Problem details
Among the entries, find the lines with the string "must" and copy them.

Collected data
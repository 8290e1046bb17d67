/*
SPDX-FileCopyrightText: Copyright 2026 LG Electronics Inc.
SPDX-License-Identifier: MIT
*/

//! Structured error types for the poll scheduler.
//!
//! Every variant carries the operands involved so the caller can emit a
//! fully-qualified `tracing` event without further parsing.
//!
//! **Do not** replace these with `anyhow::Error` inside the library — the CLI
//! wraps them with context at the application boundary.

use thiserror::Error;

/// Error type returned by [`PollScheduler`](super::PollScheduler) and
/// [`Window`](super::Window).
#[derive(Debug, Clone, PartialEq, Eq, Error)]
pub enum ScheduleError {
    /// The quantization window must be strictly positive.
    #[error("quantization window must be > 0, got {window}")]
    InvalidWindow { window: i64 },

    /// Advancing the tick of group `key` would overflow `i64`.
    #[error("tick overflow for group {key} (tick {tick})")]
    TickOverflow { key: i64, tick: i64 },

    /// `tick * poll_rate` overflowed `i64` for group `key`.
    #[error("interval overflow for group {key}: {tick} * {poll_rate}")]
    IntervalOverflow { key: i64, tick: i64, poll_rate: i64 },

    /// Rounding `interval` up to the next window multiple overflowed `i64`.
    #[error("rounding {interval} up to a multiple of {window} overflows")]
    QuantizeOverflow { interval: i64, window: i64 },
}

* * *

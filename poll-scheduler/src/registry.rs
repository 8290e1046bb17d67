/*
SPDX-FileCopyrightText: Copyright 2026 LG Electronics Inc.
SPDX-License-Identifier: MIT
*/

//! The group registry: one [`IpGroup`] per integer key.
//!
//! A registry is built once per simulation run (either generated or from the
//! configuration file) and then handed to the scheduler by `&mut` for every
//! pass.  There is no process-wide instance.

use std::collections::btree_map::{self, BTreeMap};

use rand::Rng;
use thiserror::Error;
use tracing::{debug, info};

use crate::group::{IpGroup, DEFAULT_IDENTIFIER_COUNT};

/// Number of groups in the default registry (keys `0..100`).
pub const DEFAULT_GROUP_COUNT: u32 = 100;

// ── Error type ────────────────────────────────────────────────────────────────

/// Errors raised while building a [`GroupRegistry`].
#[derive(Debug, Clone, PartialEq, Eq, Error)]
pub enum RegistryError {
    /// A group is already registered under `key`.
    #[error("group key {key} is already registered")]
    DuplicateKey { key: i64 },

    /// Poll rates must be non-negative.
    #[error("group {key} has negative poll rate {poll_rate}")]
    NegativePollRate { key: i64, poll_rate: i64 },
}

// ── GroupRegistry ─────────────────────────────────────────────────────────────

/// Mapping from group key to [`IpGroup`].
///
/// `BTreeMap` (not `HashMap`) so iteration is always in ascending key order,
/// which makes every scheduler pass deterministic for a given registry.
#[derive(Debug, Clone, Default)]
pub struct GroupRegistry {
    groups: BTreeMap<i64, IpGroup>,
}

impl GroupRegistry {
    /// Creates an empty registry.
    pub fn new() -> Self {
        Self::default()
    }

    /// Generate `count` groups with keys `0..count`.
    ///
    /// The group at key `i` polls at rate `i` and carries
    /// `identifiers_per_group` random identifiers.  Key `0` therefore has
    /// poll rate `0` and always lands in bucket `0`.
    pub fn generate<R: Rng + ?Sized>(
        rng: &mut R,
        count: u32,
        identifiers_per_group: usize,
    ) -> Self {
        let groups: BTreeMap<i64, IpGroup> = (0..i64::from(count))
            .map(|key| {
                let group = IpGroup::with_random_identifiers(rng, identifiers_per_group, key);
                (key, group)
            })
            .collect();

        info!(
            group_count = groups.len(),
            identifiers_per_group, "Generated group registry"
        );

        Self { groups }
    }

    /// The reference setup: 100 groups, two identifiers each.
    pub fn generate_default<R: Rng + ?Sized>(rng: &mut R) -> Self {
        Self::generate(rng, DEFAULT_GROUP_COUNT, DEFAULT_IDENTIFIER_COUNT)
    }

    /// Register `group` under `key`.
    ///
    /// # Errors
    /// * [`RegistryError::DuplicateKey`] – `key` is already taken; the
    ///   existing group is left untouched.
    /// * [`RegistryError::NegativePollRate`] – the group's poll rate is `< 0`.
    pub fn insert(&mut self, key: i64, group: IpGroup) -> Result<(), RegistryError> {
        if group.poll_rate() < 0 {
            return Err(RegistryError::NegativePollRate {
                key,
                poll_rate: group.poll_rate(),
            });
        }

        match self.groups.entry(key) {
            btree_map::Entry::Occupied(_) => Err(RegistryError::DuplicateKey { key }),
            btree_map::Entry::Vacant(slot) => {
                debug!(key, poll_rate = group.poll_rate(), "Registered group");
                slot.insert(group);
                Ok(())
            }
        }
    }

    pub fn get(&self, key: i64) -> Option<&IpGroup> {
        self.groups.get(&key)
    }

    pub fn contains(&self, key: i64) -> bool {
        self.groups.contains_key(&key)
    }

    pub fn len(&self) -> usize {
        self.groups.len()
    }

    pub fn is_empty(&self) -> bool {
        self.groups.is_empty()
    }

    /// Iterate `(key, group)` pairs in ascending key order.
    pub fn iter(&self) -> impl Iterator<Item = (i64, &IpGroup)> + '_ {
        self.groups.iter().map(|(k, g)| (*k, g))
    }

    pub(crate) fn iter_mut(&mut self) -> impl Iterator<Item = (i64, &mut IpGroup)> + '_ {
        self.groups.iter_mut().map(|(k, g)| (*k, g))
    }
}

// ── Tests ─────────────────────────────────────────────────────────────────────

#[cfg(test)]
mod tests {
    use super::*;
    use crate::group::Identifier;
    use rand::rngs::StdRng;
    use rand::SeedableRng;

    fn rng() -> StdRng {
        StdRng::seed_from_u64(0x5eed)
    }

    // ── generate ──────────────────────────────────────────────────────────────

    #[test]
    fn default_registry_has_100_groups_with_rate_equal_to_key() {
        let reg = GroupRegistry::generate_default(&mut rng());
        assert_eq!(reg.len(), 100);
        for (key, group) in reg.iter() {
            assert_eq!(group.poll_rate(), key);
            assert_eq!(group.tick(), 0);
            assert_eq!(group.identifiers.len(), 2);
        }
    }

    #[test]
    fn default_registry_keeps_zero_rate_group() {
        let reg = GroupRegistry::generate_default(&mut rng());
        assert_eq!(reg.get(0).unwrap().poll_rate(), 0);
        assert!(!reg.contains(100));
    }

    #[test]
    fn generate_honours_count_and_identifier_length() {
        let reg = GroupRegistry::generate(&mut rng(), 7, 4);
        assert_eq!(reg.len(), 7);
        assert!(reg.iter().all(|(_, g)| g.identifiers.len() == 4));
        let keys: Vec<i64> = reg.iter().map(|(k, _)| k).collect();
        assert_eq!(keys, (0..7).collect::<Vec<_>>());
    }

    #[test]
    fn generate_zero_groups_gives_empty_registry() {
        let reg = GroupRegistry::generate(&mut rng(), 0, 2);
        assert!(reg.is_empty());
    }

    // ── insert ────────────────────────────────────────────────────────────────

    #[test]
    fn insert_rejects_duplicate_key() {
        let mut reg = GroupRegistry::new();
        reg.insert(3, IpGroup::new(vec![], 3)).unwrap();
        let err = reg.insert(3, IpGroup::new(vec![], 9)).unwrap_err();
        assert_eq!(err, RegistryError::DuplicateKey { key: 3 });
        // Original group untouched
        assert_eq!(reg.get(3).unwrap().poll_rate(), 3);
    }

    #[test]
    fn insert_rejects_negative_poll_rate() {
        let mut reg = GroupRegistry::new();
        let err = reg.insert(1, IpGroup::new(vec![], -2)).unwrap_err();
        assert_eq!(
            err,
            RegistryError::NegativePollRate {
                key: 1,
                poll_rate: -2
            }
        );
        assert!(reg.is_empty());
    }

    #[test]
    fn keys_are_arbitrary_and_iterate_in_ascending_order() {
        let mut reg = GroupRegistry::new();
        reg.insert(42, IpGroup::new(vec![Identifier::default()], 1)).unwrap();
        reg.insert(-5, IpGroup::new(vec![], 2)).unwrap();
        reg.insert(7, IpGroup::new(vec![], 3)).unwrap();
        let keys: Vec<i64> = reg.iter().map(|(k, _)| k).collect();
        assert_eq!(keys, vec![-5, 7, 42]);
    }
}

Response for this exercise
    /// The quantization window must be strictly positive.
    #[error("quantization window must be > 0, got {window}")]
    /// Poll rates must be non-negative.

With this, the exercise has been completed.